Does this random word in the lost corner of a notebook have a meaning? As much as eternity.

I couldn’t throw out this notebook when we divvied up my parents’ things last year.

I can be quite sentimental, and I realise you can’t keep everything, but the writer in me knows that notebooks aren’t for throwing away. Like everything, they contain stories and moments awaiting a curious eye and the gift of meaning.

4 thoughts on “The Story of a Notebook

  1. jenniesisler

    What a touching story about your dad’s notebook. When my husband’s grandfather passed away, we found all these little day calendar books in which he’d written a couple of sentences a day for years….it was a picture of a man I hardly knew, and I really cherished the chance to see them.

    1. Kambl Post author

      It’s amazing how a couple of sentences a day can paint a picture over a year.
      So nice to find stories on a physical object, too.
      Glad you liked the piece. Thanks for commenting.

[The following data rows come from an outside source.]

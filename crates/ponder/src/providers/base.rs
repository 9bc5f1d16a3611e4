use async_trait::async_trait;
use futures::stream::BoxStream;

use crate::errors::ProviderError;
use crate::models::message::Message;

/// Incremental text fragments from one streaming completion. The stream
/// ending is the end-of-stream signal; fragments arrive in order.
pub type CompletionStream = BoxStream<'static, Result<String, ProviderError>>;

/// A streaming completion provider (Groq, or a scripted mock in tests).
///
/// One call is one independent generation over the given history; the
/// orchestrator issues two of these per user turn.
#[async_trait]
pub trait Provider: Send + Sync {
    async fn stream(&self, messages: &[Message]) -> Result<CompletionStream, ProviderError>;
}
//! The objects passed between the session, the orchestrator and the
//! provider: role-tagged chat messages in the shape the OpenAI-compatible
//! chat completions payload expects.

pub mod message;
pub mod role;
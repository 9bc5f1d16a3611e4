use std::sync::{Arc, Mutex};

use async_trait::async_trait;
use futures::stream;

use super::base::{CompletionStream, Provider};
use crate::errors::ProviderError;
use crate::models::message::Message;

/// A mock provider that replays pre-scripted fragment sequences, one
/// sequence per `stream` call, for testing the orchestrator and the CLI
/// without a network.
pub struct MockProvider {
    scripts: Arc<Mutex<Vec<Vec<String>>>>,
}

impl MockProvider {
    /// Create a mock provider; each inner vec is the fragment sequence for
    /// one streaming call, consumed in order.
    pub fn new(scripts: Vec<Vec<&str>>) -> Self {
        let scripts = scripts
            .into_iter()
            .map(|fragments| fragments.into_iter().map(String::from).collect())
            .collect();
        Self {
            scripts: Arc::new(Mutex::new(scripts)),
        }
    }
}

#[async_trait]
impl Provider for MockProvider {
    async fn stream(&self, _messages: &[Message]) -> Result<CompletionStream, ProviderError> {
        let mut scripts = self.scripts.lock().unwrap();
        // Yield an empty stream once the scripts run out.
        let fragments: Vec<String> = if scripts.is_empty() {
            Vec::new()
        } else {
            scripts.remove(0)
        };
        Ok(Box::pin(stream::iter(fragments.into_iter().map(Ok))))
    }
}
pub const GROQ_HOST: &str = "https://api.groq.com";
pub const DEFAULT_MODEL: &str = "openai/gpt-oss-20b";

/// Request configuration for the Groq OpenAI-compatible endpoint.
#[derive(Debug, Clone)]
pub struct GroqProviderConfig {
    pub host: String,
    pub api_key: String,
    pub model: String,
    /// Advertise the browser search tool and pin the sampling parameters
    /// the endpoint requires for it.
    pub web_search: bool,
}

impl GroqProviderConfig {
    pub fn new(api_key: impl Into<String>, model: impl Into<String>) -> Self {
        GroqProviderConfig {
            host: GROQ_HOST.to_string(),
            api_key: api_key.into(),
            model: model.into(),
            web_search: false,
        }
    }

    pub fn with_host(mut self, host: impl Into<String>) -> Self {
        self.host = host.into();
        self
    }

    pub fn with_web_search(mut self, web_search: bool) -> Self {
        self.web_search = web_search;
        self
    }
}
use chrono::Utc;
use serde::{Deserialize, Serialize};

use super::role::Role;

/// A message to or from an LLM
#[derive(Debug, Clone, PartialEq, Serialize, Deserialize)]
pub struct Message {
    pub role: Role,
    #[serde(skip_serializing, default)]
    pub created: i64,
    pub content: String,
}

impl Message {
    fn new(role: Role, content: impl Into<String>) -> Self {
        Message {
            role,
            created: Utc::now().timestamp(),
            content: content.into(),
        }
    }

    /// Create a system message with the current timestamp
    pub fn system(content: impl Into<String>) -> Self {
        Message::new(Role::System, content)
    }

    /// Create a user message with the current timestamp
    pub fn user(content: impl Into<String>) -> Self {
        Message::new(Role::User, content)
    }

    /// Create an assistant message with the current timestamp
    pub fn assistant(content: impl Into<String>) -> Self {
        Message::new(Role::Assistant, content)
    }
}
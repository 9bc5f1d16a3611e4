use thiserror::Error;

#[non_exhaustive]
#[derive(Error, Debug)]
pub enum ProviderError {
    #[error("request failed: {0}")]
    Request(#[from] reqwest::Error),

    #[error("api error ({status}): {message}")]
    Api { status: u16, message: String },

    #[error("malformed streaming payload: {0}")]
    Malformed(String),
}

#[non_exhaustive]
#[derive(Error, Debug)]
pub enum TurnError {
    #[error("completion request failed: {0}")]
    Provider(#[from] ProviderError),
}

  2. Pingback: A Voyage around My Mother: The Story of a Notebook II | zildchurch

  3. Graham Wallace

    Lovely story about life and how it treats us. You have a great way of putting down things that wouldn’t be obvious to many. I love the comment about the pink scribble! You have encouraged me to start looking through my mothers diaries which stretch back over 40 years. I hope I can make sense of them and read between the lines too!